Depending on the size of matrices in SoC with sole DSP it may be advantageous to perform multiplication according to Formula (4) that allows the use of three multiplications of the matrices of 16-bit numbers instead of four. Nevertheless, Formula (3) has a clear advantage for parallel processing in SoC having several DSPs, because blocks depicted on the same horizontal level in Figure 4 can be executed concurrently, that is, decompositions on matrices of 16-bit numbers and products of the matrices can be done in a parallel manner.

6. Optimization Tricks

There are many optimization tricks, which are able to decrease processing time significantly [16,44]. Two of them are effective for the considered DSP. The first is aligning the addresses of matrix rows.

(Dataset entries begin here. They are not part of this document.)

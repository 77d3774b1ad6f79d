// Copyright (C) 2017 Jesse Jones
//
// This program is free software; you can redistribute it and/or modify
// it under the terms of the GNU General Public License as published by
// the Free Software Foundation; either version 3, or (at your option)
// any later version.
//
// This program is distributed in the hope that it will be useful,
// but WITHOUT ANY WARRANTY; without even the implied warranty of
// MERCHANTABILITY or FITNESS FOR A PARTICULAR PURPOSE.  See the
// GNU General Public License for more details.
//
// You should have received a copy of the GNU General Public License
// along with this program; if not, write to the Free Software Foundation,
// Inc., 51 Franklin Street, Fifth Floor, Boston, MA 02110-1301, USA.
use crate::config::*;
use crate::error::*;
use crate::logging::*;
use crate::process::*;
use crate::queue::*;
use crate::resource::*;
use crate::signal::*;
use crate::specs::*;
use rand_xorshift::XorShiftRng;
use std::cmp::max;

/// This is the top-level data structure. It owns the event queue along with
/// every process, resource, and signal. Once a model is set up the simulation
/// dispatches events until the stop time.
pub struct Simulation
{
	pub(crate) specs: Specs,
	pub(crate) config: Config,
	precision: usize,	// number of decimal places to include when logging, derived from specs.dt
	pub(crate) queue: EventQueue,
	pub(crate) point: SimulatedPoint,
	pub(crate) processes: Vec<ProcessSlot>,	// indexed by ProcessId
	pub(crate) resources: Vec<ResourceState>,	// indexed by ResourceId
	pub(crate) signals: Vec<SignalState>,	// indexed by SignalId
	pub(crate) current: Option<ProcessId>,
	pub(crate) rng: XorShiftRng,
	initialized: bool,
	next_iteration: i64,
	max_name_len: usize,
}

impl Simulation
{
	pub fn new(specs: Specs, config: Config) -> SimResult<Simulation>
	{
		specs.validate()?;

		let precision = (-specs.dt.log10()).ceil().max(0.0) as usize;
		let rng = specs.new_rng();
		let point = specs.integration_point(0, 0);
		let queue = EventQueue::new(specs.start_time);
		Ok(Simulation {
			specs,
			config,
			precision,
			queue,
			point,
			processes: Vec::new(),
			resources: Vec::new(),
			signals: Vec::new(),
			current: None,
			rng,
			initialized: false,
			next_iteration: 0,
			max_name_len: "simulation".len(),
		})
	}

	/// Current simulated time.
	pub fn now(&self) -> f64
	{
		self.point.time
	}

	pub fn point(&self) -> SimulatedPoint
	{
		self.point
	}

	pub fn specs(&self) -> &Specs
	{
		&self.specs
	}

	pub fn config(&self) -> &Config
	{
		&self.config
	}

	/// Use this if you want to do something random when setting up the model.
	pub fn rng(&mut self) -> &mut XorShiftRng
	{
		&mut self.rng
	}

	pub fn queue(&self) -> &EventQueue
	{
		&self.queue
	}

	pub fn pending_events(&self) -> usize
	{
		self.queue.count()
	}

	/// Runs callback once the simulation reaches time.
	pub fn schedule<F>(&mut self, time: f64, callback: F) -> SimResult<u64>
		where F: FnOnce(&mut Simulation, &SimulatedPoint) -> SimResult<()> + 'static
	{
		self.queue.enqueue(time, Box::new(callback))
	}

	pub fn schedule_after<F>(&mut self, delay: f64, callback: F) -> SimResult<u64>
		where F: FnOnce(&mut Simulation, &SimulatedPoint) -> SimResult<()> + 'static
	{
		let now = self.now();
		if !(delay >= 0.0) || !delay.is_finite() {
			return Err(Fault::InvalidScheduling {requested: now + delay, watermark: now});
		}
		self.schedule(now + delay, callback)
	}

	/// Fires the pending events that are due at point. Calls made while a
	/// drain is already in progress do nothing.
	pub fn drain(&mut self, point: &SimulatedPoint, mode: DrainMode) -> SimResult<()>
	{
		if self.queue.draining {
			return Ok(());
		}

		let watermark = self.queue.watermark();
		if mode.is_strict() && point.time < watermark {
			return Err(Fault::TimeOrderingViolation {operation: "drain", requested: point.time, watermark});
		}

		self.queue.draining = true;
		let result = self.dispatch_events(point, mode.includes_current());
		self.queue.draining = false;

		if point.time >= self.queue.watermark() {
			self.point = *point;
		}
		result
	}

	fn dispatch_events(&mut self, point: &SimulatedPoint, include_current: bool) -> SimResult<()>
	{
		while let Some((time, callback)) = self.queue.pop_due(point.time, include_current)? {
			self.point = self.specs.event_point(time);
			self.log(LogLevel::Excessive, "simulation", &format!("dispatching event at {}", time));

			let event_point = self.point;
			callback(self, &event_point)?;
		}
		Ok(())
	}

	/// Catches up on anything scheduled before the start time.
	pub fn init(&mut self) -> SimResult<()>
	{
		if !self.initialized {
			self.initialized = true;
			let start = self.specs.integration_point(0, 0);
			self.drain(&start, DrainMode::EarlierCatchUp)?;
		}
		Ok(())
	}

	/// Advances to the next integration iteration. Returns false once the
	/// last iteration has been processed.
	pub fn step(&mut self) -> SimResult<bool>
	{
		self.init()?;
		if self.next_iteration > self.specs.last_iteration() {
			return Ok(false);
		}

		// last_iteration rounds so the final iteration can land a bit past the stop time
		let point = self.specs.integration_point(self.next_iteration, 0);
		if point.time > self.specs.stop_time + 1.0e-9*self.specs.dt {
			return Ok(false);
		}
		self.next_iteration += 1;
		self.drain(&point, DrainMode::Current)?;
		Ok(true)
	}

	/// Dispatches events until the stop time. Events scheduled after the stop
	/// time are left on the queue.
	pub fn run(&mut self) -> SimResult<()>
	{
		self.log(LogLevel::Info, "simulation", &format!("running from {} to {}", self.specs.start_time, self.specs.stop_time));
		while self.step()? {
		}

		let stop = self.specs.event_point(self.specs.stop_time);
		if stop.time > self.queue.watermark() || self.queue.peek_time() == Some(stop.time) {
			self.drain(&stop, DrainMode::Current)?;
		}

		self.log(LogLevel::Info, "simulation", &format!("finished with {} events pending", self.queue.count()));
		Ok(())
	}

	/// Dispatches events up to and including time.
	pub fn run_until(&mut self, time: f64) -> SimResult<()>
	{
		self.init()?;
		let point = self.specs.event_point(time);
		self.drain(&point, DrainMode::Current)?;

		let next = ((time - self.specs.start_time)/self.specs.dt).floor() as i64 + 1;
		self.next_iteration = max(self.next_iteration, next);
		Ok(())
	}

	// Names are padded to the longest name so that log messages line up.
	pub(crate) fn note_name(&mut self, name: &str)
	{
		self.max_name_len = max(name.chars().count(), self.max_name_len);
	}

	pub(crate) fn log(&self, level: LogLevel, name: &str, message: &str)
	{
		if level <= self.config.level_for(name) {
			let t = self.point.time;
			let path = self.logged_name(name);
			if self.config.colorize {
				let begin_escape = match level {
					LogLevel::Error		=> &self.config.error_escape_code,
					LogLevel::Warning	=> &self.config.warning_escape_code,
					LogLevel::Info		=> &self.config.info_escape_code,
					LogLevel::Debug		=> &self.config.debug_escape_code,
					LogLevel::Excessive	=> &self.config.excessive_escape_code,
				};
				print!("{0}{1:.2$}   {3} {4}{5}\n", begin_escape, t, self.precision, path, message, end_escape());
			} else {
				let prefix = match level {
					LogLevel::Error		=> "Error",
					LogLevel::Warning	=> "Warn ",
					LogLevel::Info		=> "Info ",
					LogLevel::Debug		=> "Debug",
					LogLevel::Excessive	=> "Exces",
				};
				print!("{0:.1$}  {2} {3}  {4}\n", t, self.precision, prefix, path, message);
			}
		}
	}

	fn logged_name(&self, name: &str) -> String
	{
		let limit = self.config.max_log_path;
		if limit > 0 && self.max_name_len > limit {
			let len = name.chars().count();
			if len > limit {
				let tail: String = name.chars().skip(len - limit).collect();
				format!("…{}", tail)
			} else {
				format!("{0:<1$}", name, limit)
			}
		} else {
			format!("{0:<1$}", name, self.max_name_len)
		}
	}
}

fn end_escape() -> &'static str
{
	"\x1b[0m"
}
// Copyright (C) 2017 Jesse Jones
//
// This program is free software; you can redistribute it and/or modify
// it under the terms of the GNU General Public License as published by
// the Free Software Foundation; either version 3, or (at your option)
// any later version.
//
// This program is distributed in the hope that it will be useful,
// but WITHOUT ANY WARRANTY; without even the implied warranty of
// MERCHANTABILITY or FITNESS FOR A PARTICULAR PURPOSE.  See the
// GNU General Public License for more details.
//
// You should have received a copy of the GNU General Public License
// along with this program; if not, write to the Free Software Foundation,
// Inc., 51 Franklin Street, Fifth Floor, Boston, MA 02110-1301, USA.

//! Signals are what processes wait on when they wait for an event: some other
//! process or callback triggers the signal and every process waiting on it
//! is resumed with the trigger's `Payload`.
use crate::error::*;
use crate::logging::*;
use crate::process::*;
use crate::simulation::*;
use std::fmt;

/// Signals are referenced using a small integer, like processes and resources.
#[derive(Clone, Copy, Debug, Eq, Hash, Ord, PartialEq, PartialOrd)]
pub struct SignalId(pub usize);

impl fmt::Display for SignalId
{
	fn fmt(&self, formatter: &mut fmt::Formatter) -> fmt::Result
	{
		write!(formatter, "{}", self.0)
	}
}

/// Value delivered to processes when a signal is triggered.
#[derive(Clone, Debug, PartialEq)]
pub enum Payload
{
	Empty,
	Int(i64),
	Float(f64),
	Text(String),
}

pub(crate) struct SignalState
{
	pub(crate) name: String,
	pub(crate) waiters: Vec<ProcessId>,
	pub(crate) triggered: u64,
}

impl Simulation
{
	pub fn new_signal(&mut self, name: &str) -> SignalId
	{
		assert!(!name.is_empty(), "name should not be empty");
		let id = SignalId(self.signals.len());
		self.signals.push(SignalState {name: name.to_string(), waiters: Vec::new(), triggered: 0});
		self.note_name(name);
		id
	}

	pub fn signal_name(&self, id: SignalId) -> SimResult<&str>
	{
		self.signals.get(id.0).map(|s| s.name.as_str()).ok_or(Fault::UnknownSignal(id))
	}

	/// Number of processes currently waiting on the signal.
	pub fn signal_waiters(&self, id: SignalId) -> SimResult<usize>
	{
		self.signals.get(id.0).map(|s| s.waiters.len()).ok_or(Fault::UnknownSignal(id))
	}

	/// Resumes every process waiting on the signal with payload. The processes
	/// run at the current time, in the order they started waiting. Returns the
	/// number of processes that were resumed.
	pub fn trigger(&mut self, id: SignalId, payload: Payload) -> SimResult<usize>
	{
		let waiters = match self.signals.get_mut(id.0) {
			Some(signal) => {
				signal.triggered += 1;
				std::mem::take(&mut signal.waiters)
			},
			None => return Err(Fault::UnknownSignal(id)),
		};

		let name = self.signals[id.0].name.clone();
		self.log(LogLevel::Excessive, &name, &format!("triggered with {:?}, waking {} processes", payload, waiters.len()));

		for &process in waiters.iter() {
			self.processes[process.0].waiting = Waiting::Nothing;
			self.schedule_resume(process, Wake::Signal(payload.clone()))?;
		}
		Ok(waiters.len())
	}

	pub(crate) fn add_signal_waiter(&mut self, id: SignalId, process: ProcessId) -> SimResult<()>
	{
		match self.signals.get_mut(id.0) {
			Some(signal) => {signal.waiters.push(process); Ok(())},
			None => Err(Fault::UnknownSignal(id)),
		}
	}

	pub(crate) fn remove_signal_waiter(&mut self, id: SignalId, process: ProcessId)
	{
		if let Some(signal) = self.signals.get_mut(id.0) {
			signal.waiters.retain(|&p| p != process);
		}
	}
}
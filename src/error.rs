// Copyright (C) 2017 Jesse Jones
//
// This program is free software; you can redistribute it and/or modify
// it under the terms of the GNU General Public License as published by
// the Free Software Foundation; either version 3, or (at your option)
// any later version.
//
// This program is distributed in the hope that it will be useful,
// but WITHOUT ANY WARRANTY; without even the implied warranty of
// MERCHANTABILITY or FITNESS FOR A PARTICULAR PURPOSE.  See the
// GNU General Public License for more details.
//
// You should have received a copy of the GNU General Public License
// along with this program; if not, write to the Free Software Foundation,
// Inc., 51 Franklin Street, Fifth Floor, Boston, MA 02110-1301, USA.
use crate::process::*;
use crate::resource::*;
use crate::signal::*;
use thiserror::Error;

/// Faults abort the run: they mean either the model or the kernel is broken.
/// Expected outcomes like cancellation or a timeout are reported through
/// `ProcessState` and `Wake` instead.
#[derive(Clone, Debug, Error, PartialEq)]
pub enum Fault
{
	#[error("InvalidScheduling: can't schedule at t={requested} when the queue is already at t={watermark}")]
	InvalidScheduling {requested: f64, watermark: f64},

	#[error("TimeOrderingViolation: {operation} at t={requested} but the queue is already at t={watermark}")]
	TimeOrderingViolation {operation: &'static str, requested: f64, watermark: f64},

	#[error("ResourceOveruse: releasing {amount} from {resource} with {available} of {max_count} available and {held} held")]
	ResourceOveruse {resource: String, amount: usize, available: usize, max_count: usize, held: usize},

	#[error("InvalidReactivation: process {process} is {state:?}, not Passivated")]
	InvalidReactivation {process: String, state: ProcessState},

	#[error("InvalidCapacity: {resource} can't handle {requested} with a max count of {max_count}")]
	InvalidCapacity {resource: String, requested: usize, max_count: usize},

	#[error("invalid specs: {0}")]
	InvalidSpecs(String),

	#[error("unknown process {0}")]
	UnknownProcess(ProcessId),

	#[error("unknown resource {0}")]
	UnknownResource(ResourceId),

	#[error("unknown signal {0}")]
	UnknownSignal(SignalId),

	#[error("{0} needs to be called from a running process")]
	NoCurrentProcess(&'static str),

	/// Returned by activities for failures in the model itself.
	#[error("process {process} failed: {message}")]
	Model {process: String, message: String},
}

pub type SimResult<T> = Result<T, Fault>;
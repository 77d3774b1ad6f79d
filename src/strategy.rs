// Copyright (C) 2017 Jesse Jones
//
// This program is free software; you can redistribute it and/or modify
// it under the terms of the GNU General Public License as published by
// the Free Software Foundation; either version 3, or (at your option)
// any later version.
//
// This program is distributed in the hope that it will be useful,
// but WITHOUT ANY WARRANTY; without even the implied warranty of
// MERCHANTABILITY or FITNESS FOR A PARTICULAR PURPOSE.  See the
// GNU General Public License for more details.
//
// You should have received a copy of the GNU General Public License
// along with this program; if not, write to the Free Software Foundation,
// Inc., 51 Franklin Street, Fifth Floor, Boston, MA 02110-1301, USA.

//! Queueing disciplines used to pick which waiting process a resource serves
//! next. New disciplines can be added by implementing [`WaitList`] and using
//! `Simulation::new_resource_with`.
use crate::process::*;
use rand::Rng;
use rand::RngCore;
use std::collections::VecDeque;

/// Smaller values are served first.
pub type Priority = i64;

/// A process blocked in a resource request.
#[derive(Clone, Debug, PartialEq)]
pub struct Waiter
{
	pub process: ProcessId,
	pub amount: usize,
	pub priority: Priority,

	/// Increases with each request made on the resource.
	pub arrival: u64,
}

pub trait WaitList
{
	/// Used when logging.
	fn name(&self) -> &'static str;

	fn push(&mut self, waiter: Waiter);

	/// The waiter that will be served next. Repeated calls return the same
	/// waiter until the list changes.
	fn front(&mut self, rng: &mut dyn RngCore) -> Option<&Waiter>;

	fn pop_front(&mut self, rng: &mut dyn RngCore) -> Option<Waiter>;

	/// Used for cancellation and timeouts.
	fn remove(&mut self, process: ProcessId) -> Option<Waiter>;

	fn len(&self) -> usize;

	fn is_empty(&self) -> bool
	{
		self.len() == 0
	}
}

/// The built in disciplines.
#[derive(Clone, Copy, Debug, Eq, PartialEq)]
pub enum Strategy
{
	/// First come, first served.
	Fcfs,

	/// Last come, first served.
	Lcfs,

	/// Service in random order.
	Siro,

	/// Lowest priority value first, first come first served within a priority.
	StaticPriority,
}

impl Strategy
{
	pub fn new_wait_list(self) -> Box<dyn WaitList>
	{
		match self {
			Strategy::Fcfs => Box::new(FcfsList::new()),
			Strategy::Lcfs => Box::new(LcfsList::new()),
			Strategy::Siro => Box::new(SiroList::new()),
			Strategy::StaticPriority => Box::new(PriorityList::new()),
		}
	}

	pub fn parse(text: &str) -> Option<Strategy>
	{
		match text {
			"fcfs" => Some(Strategy::Fcfs),
			"lcfs" => Some(Strategy::Lcfs),
			"siro" => Some(Strategy::Siro),
			"priority" => Some(Strategy::StaticPriority),
			_ => None,
		}
	}
}

pub struct FcfsList
{
	waiters: VecDeque<Waiter>,
}

impl FcfsList
{
	pub fn new() -> FcfsList
	{
		FcfsList {waiters: VecDeque::new()}
	}
}

impl WaitList for FcfsList
{
	fn name(&self) -> &'static str
	{
		"fcfs"
	}

	fn push(&mut self, waiter: Waiter)
	{
		self.waiters.push_back(waiter);
	}

	fn front(&mut self, _rng: &mut dyn RngCore) -> Option<&Waiter>
	{
		self.waiters.front()
	}

	fn pop_front(&mut self, _rng: &mut dyn RngCore) -> Option<Waiter>
	{
		self.waiters.pop_front()
	}

	fn remove(&mut self, process: ProcessId) -> Option<Waiter>
	{
		let index = self.waiters.iter().position(|w| w.process == process)?;
		self.waiters.remove(index)
	}

	fn len(&self) -> usize
	{
		self.waiters.len()
	}
}

pub struct LcfsList
{
	waiters: Vec<Waiter>,	// newest at the end
}

impl LcfsList
{
	pub fn new() -> LcfsList
	{
		LcfsList {waiters: Vec::new()}
	}
}

impl WaitList for LcfsList
{
	fn name(&self) -> &'static str
	{
		"lcfs"
	}

	fn push(&mut self, waiter: Waiter)
	{
		self.waiters.push(waiter);
	}

	fn front(&mut self, _rng: &mut dyn RngCore) -> Option<&Waiter>
	{
		self.waiters.last()
	}

	fn pop_front(&mut self, _rng: &mut dyn RngCore) -> Option<Waiter>
	{
		self.waiters.pop()
	}

	fn remove(&mut self, process: ProcessId) -> Option<Waiter>
	{
		let index = self.waiters.iter().position(|w| w.process == process)?;
		Some(self.waiters.remove(index))
	}

	fn len(&self) -> usize
	{
		self.waiters.len()
	}
}

/// The next waiter is drawn uniformly from the run's generator. The draw is
/// kept until a waiter is added or removed so that a waiter that doesn't fit
/// blocks the list the same way it would with the other disciplines.
pub struct SiroList
{
	waiters: Vec<Waiter>,
	chosen: Option<usize>,
}

impl SiroList
{
	pub fn new() -> SiroList
	{
		SiroList {waiters: Vec::new(), chosen: None}
	}

	fn choose(&mut self, rng: &mut dyn RngCore) -> Option<usize>
	{
		if self.waiters.is_empty() {
			return None;
		}
		if self.chosen.is_none() {
			self.chosen = Some(rng.gen_range(0..self.waiters.len()));
		}
		self.chosen
	}
}

impl WaitList for SiroList
{
	fn name(&self) -> &'static str
	{
		"siro"
	}

	fn push(&mut self, waiter: Waiter)
	{
		self.waiters.push(waiter);
		self.chosen = None;
	}

	fn front(&mut self, rng: &mut dyn RngCore) -> Option<&Waiter>
	{
		let index = self.choose(rng)?;
		self.waiters.get(index)
	}

	fn pop_front(&mut self, rng: &mut dyn RngCore) -> Option<Waiter>
	{
		let index = self.choose(rng)?;
		self.chosen = None;
		Some(self.waiters.swap_remove(index))
	}

	fn remove(&mut self, process: ProcessId) -> Option<Waiter>
	{
		let index = self.waiters.iter().position(|w| w.process == process)?;
		self.chosen = None;
		Some(self.waiters.swap_remove(index))
	}

	fn len(&self) -> usize
	{
		self.waiters.len()
	}
}

pub struct PriorityList
{
	waiters: VecDeque<Waiter>,	// sorted by (priority, arrival)
}

impl PriorityList
{
	pub fn new() -> PriorityList
	{
		PriorityList {waiters: VecDeque::new()}
	}
}

impl WaitList for PriorityList
{
	fn name(&self) -> &'static str
	{
		"priority"
	}

	fn push(&mut self, waiter: Waiter)
	{
		let index = self.waiters.iter()
			.position(|w| w.priority > waiter.priority)
			.unwrap_or(self.waiters.len());
		self.waiters.insert(index, waiter);
	}

	fn front(&mut self, _rng: &mut dyn RngCore) -> Option<&Waiter>
	{
		self.waiters.front()
	}

	fn pop_front(&mut self, _rng: &mut dyn RngCore) -> Option<Waiter>
	{
		self.waiters.pop_front()
	}

	fn remove(&mut self, process: ProcessId) -> Option<Waiter>
	{
		let index = self.waiters.iter().position(|w| w.process == process)?;
		self.waiters.remove(index)
	}

	fn len(&self) -> usize
	{
		self.waiters.len()
	}
}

The address of the row should be divisible by the length (in bytes) of the vector register, thereat loading data from local memory to registers is performed several times faster. Figure 6 illustrates the benefit of rows alignment: in the case of unaligned addresses of rows, processing time grows significantly. Padding bytes may appear at the end of the row for aligned addresses. There is no necessity for zero-padding in matrix multiplication via outer products. Padding bytes can have arbitrary values.
The second trick is manual loop unrolling that allows better filling of the VLIW pipeline. The toolset of the used DSP includes a high-performance C/C++ compiler with automatic vectorization to support the VLIW pipeline. In general, modern compilers automatically make effective optimization including loop unrolling. However, in the case of nested loops, such as we have in matrix multiplication, it is possible to find a more apposite way for loop unrolling. In particular, we were able to write approximately 30% faster code for matrix multiplication of 16-bit unsigned integers compared with the optimization by compiler. Figure 7 shows the advantages of our approach for loop unrolling in comparison with automatic vectorization by compiler.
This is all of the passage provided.